I ruffle her hair. I feel hope flicker. I taste it in the air—metal and faint ozone. I feel something like family forming.
That night, I don’t sleep. I lie on the back deck of my temporary quarters—studio housing—watching the stars bleed into dawn. I inhale the night air, smell the faint trace of ash from nearby scrub fires, feel the stillness in my bones.
I repeat it like a mantra: I earned patience. I earned time. I’ll earn her truth.
And I will.
CHAPTER 31
LIORA
Isit at the kitchen table long after the lights in the rest of the apartment have gone dim. The only glow is the soft loop of the holo-monitor perched beside me, its screen casting pale cyan reflections across my face. I’m supposed to be reviewing tomorrow’s scene—dialogue, blocking, wardrobe—but I can’t. My fingers hover over the keyboard, eyes burning red from too many hours under studio fluorescents, stomach knotting with something stronger than exhaustion.
Pepper’s asleep in the other room. The faint hum of her image-inducer pulses like a heartbeat. I close my eyes and taste bitterness—coffee I didn’t finish, jam still on my lips from the snack she demanded earlier, guilt inescapable.

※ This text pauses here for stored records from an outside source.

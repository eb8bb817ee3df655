//! Upload and delete orchestration.
//!
//! An upload writes the object first and then commits the resume row and
//! the ledger charge in one store transaction. The store's conditional
//! increment is the authority on the cap; the pre-check here only avoids
//! storage writes that are certain to be rejected.

use bytes::Bytes;
use std::sync::Arc;
use tracing::{debug, info, warn};

use crate::quota::{QuotaPolicy, UsageReport};
use resumevault_common::{Error, Result, ResumeId, SizeMb, UserId};
use resumevault_storage::{ObjectKey, RetryConfig, RetryExecutor, StorageProvider};
use resumevault_store::{DocumentStore, NewResume, Resume};

/// Only content type accepted for uploads.
pub const PDF_CONTENT_TYPE: &str = "application/pdf";

/// Longest accepted display name, in characters after trimming.
pub const MAX_NAME_CHARS: usize = 20;

/// A file received from a client.
#[derive(Debug, Clone)]
pub struct UploadFile {
    /// Client-side file name, informational only.
    pub filename: String,
    /// Declared content type.
    pub content_type: String,
    pub data: Bytes,
}

/// Everything a client sent for one upload. Fields are optional because
/// a multipart form may omit any of them.
#[derive(Debug, Clone)]
pub struct UploadRequest {
    pub user: UserId,
    pub name: Option<String>,
    pub file: Option<UploadFile>,
}

/// Coordinates object storage, resume records and the quota ledger.
#[derive(Clone)]
pub struct DocumentVault {
    store: Arc<dyn DocumentStore>,
    provider: Arc<dyn StorageProvider>,
    policy: QuotaPolicy,
    retry: RetryExecutor,
}

impl DocumentVault {
    /// Create a vault.
    pub fn new(
        store: Arc<dyn DocumentStore>,
        provider: Arc<dyn StorageProvider>,
        policy: QuotaPolicy,
        retry: RetryConfig,
    ) -> Self {
        Self {
            store,
            provider,
            policy,
            retry: RetryExecutor::new(retry),
        }
    }

    /// Get the quota policy.
    pub fn policy(&self) -> &QuotaPolicy {
        &self.policy
    }

    /// Store a resume and charge it to the owner's quota.
    ///
    /// The work runs on its own task: once validation passes, dropping the
    /// returned future does not abort the storage write or the commit.
    ///
    /// # Postconditions
    /// - On success the resume exists and the ledger grew by its size
    /// - On error no resume exists and the ledger is unchanged
    ///
    /// # Errors
    /// - `Validation` for a bad name or file, before storage is touched
    /// - `QuotaExceeded` if the upload would pass the cap
    /// - `Storage`, `Network`, `Timeout` or `Io` from the storage write
    pub async fn upload(&self, request: UploadRequest) -> Result<Resume> {
        let (name, file) = self.validate(request.name, request.file)?;
        let user = request.user;

        let vault = self.clone();
        tokio::spawn(async move { vault.store_and_commit(user, name, file).await })
            .await
            .map_err(|e| Error::Storage(format!("Upload task failed: {}", e)))?
    }

    fn validate(
        &self,
        name: Option<String>,
        file: Option<UploadFile>,
    ) -> Result<(String, UploadFile)> {
        let name = name.as_deref().map(str::trim).unwrap_or_default();
        if name.is_empty() {
            return Err(Error::Validation("Resume name is required".to_string()));
        }
        if name.chars().count() > MAX_NAME_CHARS {
            return Err(Error::Validation(format!(
                "Resume name must be at most {} characters",
                MAX_NAME_CHARS
            )));
        }

        let file = file.ok_or_else(|| Error::Validation("No file uploaded".to_string()))?;

        let essence = file.content_type.split(';').next().unwrap_or_default().trim();
        if !essence.eq_ignore_ascii_case(PDF_CONTENT_TYPE) {
            return Err(Error::Validation("Only PDF files are allowed".to_string()));
        }
        if file.data.len() as u64 > self.policy.max_file_bytes {
            return Err(Error::Validation(format!(
                "File too large (max {} MB)",
                SizeMb::from_bytes(self.policy.max_file_bytes)
            )));
        }
        if file.data.is_empty() {
            return Err(Error::Validation("File is empty".to_string()));
        }

        Ok((name.to_string(), file))
    }

    async fn store_and_commit(&self, user: UserId, name: String, file: UploadFile) -> Result<Resume> {
        let local_size = SizeMb::from_bytes(file.data.len() as u64);
        let used = self.store.ledger_total(&user).await?;
        if self.policy.would_exceed(used, local_size) {
            debug!(user_id = %user, used_mb = %used, size_mb = %local_size, "Upload rejected before storage write");
            return Err(Error::QuotaExceeded {
                used,
                requested: local_size,
                limit: self.policy.limit,
            });
        }

        let key = ObjectKey::for_resume(&user);
        let provider = &self.provider;
        let key_ref = &key;
        let data = &file.data;
        let stored = self
            .retry
            .execute("storage put", move || {
                provider.put(key_ref, data.clone(), PDF_CONTENT_TYPE)
            })
            .await?;

        let size = SizeMb::from_bytes(stored.size);
        debug!(user_id = %user, key = %stored.key, size_mb = %size, "Object stored");

        let new_resume = NewResume {
            user: user.clone(),
            filename: name,
            url: stored.url.clone(),
            storage_key: stored.key.as_string(),
            size,
        };

        match self.store.commit_upload(new_resume, self.policy.limit).await {
            Ok(resume) => Ok(resume),
            Err(err) => {
                warn!(
                    user_id = %user,
                    key = %stored.key,
                    error = %err,
                    "Commit rejected, stored object is orphaned"
                );
                Err(err)
            }
        }
    }

    /// Delete one of the caller's resumes and refund its size.
    ///
    /// Returns once the commit is durable. The storage object is removed
    /// best-effort on a detached task; failing to remove it is logged and
    /// never delays or fails the delete.
    ///
    /// # Errors
    /// - `NotFound` if the id is malformed, unknown, or owned by someone else
    pub async fn delete(&self, user: &UserId, resume_id: &str) -> Result<Resume> {
        let id = ResumeId::parse(resume_id)?;
        let removed = self.store.commit_delete(user, &id).await?;
        info!(user_id = %user, resume_id = %removed.id, "Resume deleted");

        match ObjectKey::parse(&removed.storage_key) {
            Ok(key) => {
                let vault = self.clone();
                tokio::spawn(async move { vault.remove_object(key).await });
            }
            Err(e) => warn!(key = %removed.storage_key, error = %e, "Unparseable storage key"),
        }

        Ok(removed)
    }

    async fn remove_object(&self, key: ObjectKey) {
        let provider = &self.provider;
        let key_ref = &key;
        let result = self
            .retry
            .execute("storage delete", move || provider.delete(key_ref))
            .await;

        match result {
            Ok(()) => debug!(key = %key, "Object removed"),
            Err(Error::NotFound(_)) => debug!(key = %key, "Object already gone"),
            Err(e) => warn!(key = %key, error = %e, "Object removal failed, object is orphaned"),
        }
    }

    /// The caller's resumes, newest first.
    pub async fn list(&self, user: &UserId) -> Result<Vec<Resume>> {
        self.store.list_resumes(user).await
    }

    /// The caller's storage consumption.
    pub async fn usage(&self, user: &UserId) -> Result<UsageReport> {
        let used = self.store.ledger_total(user).await?;
        Ok(self.policy.usage(used))
    }
}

Guilt. It’s been eating me alive for days. Every time Gyon picks up Pepper at craft services, her legs dangling over one arm, his smile low and content, the lie tears me. Every time she laughs at his joke—her laugh, full and sharp like mine when I try to joke—it scorches like acid. Because she’s his. I know it. He knows it. But I lied.
I type. Then delete.
“Gyon—I need to tell you…”
Then delete.
“Pepper, you are what unites us…”
Delete.
“I’m sorry I hid you.”
Delete.
A dozen confessions I wrote and erased. Each one heavier than the last. Because the truth isn’t protecting Pepper. It’s protecting me. Protecting myself from his betrayal. Protecting the idea of him without the risk of losing him again.
I lean back. The chair creaks. The city muffled outside the window—traffic, hovercars, distant music. The smell of jam on my fingers, the hum of the inducer, the taste of cold coffee. All of it converges.
I stand and walk into the living room where Pepper’s toy ship sits half-built, blocks strewn across the carpet. I pick up a piece, run my thumb over the scratches, the plastic worn smooth. I remember when I first tucked her in after the crash, when I pressed the inducer to her temple, promising her safety and hiding, hiding always.
A knock on the door startles me. I freeze. Then I walk across the room and open it. It’s my editor—Zara—two hours late, with a thick file in her hand.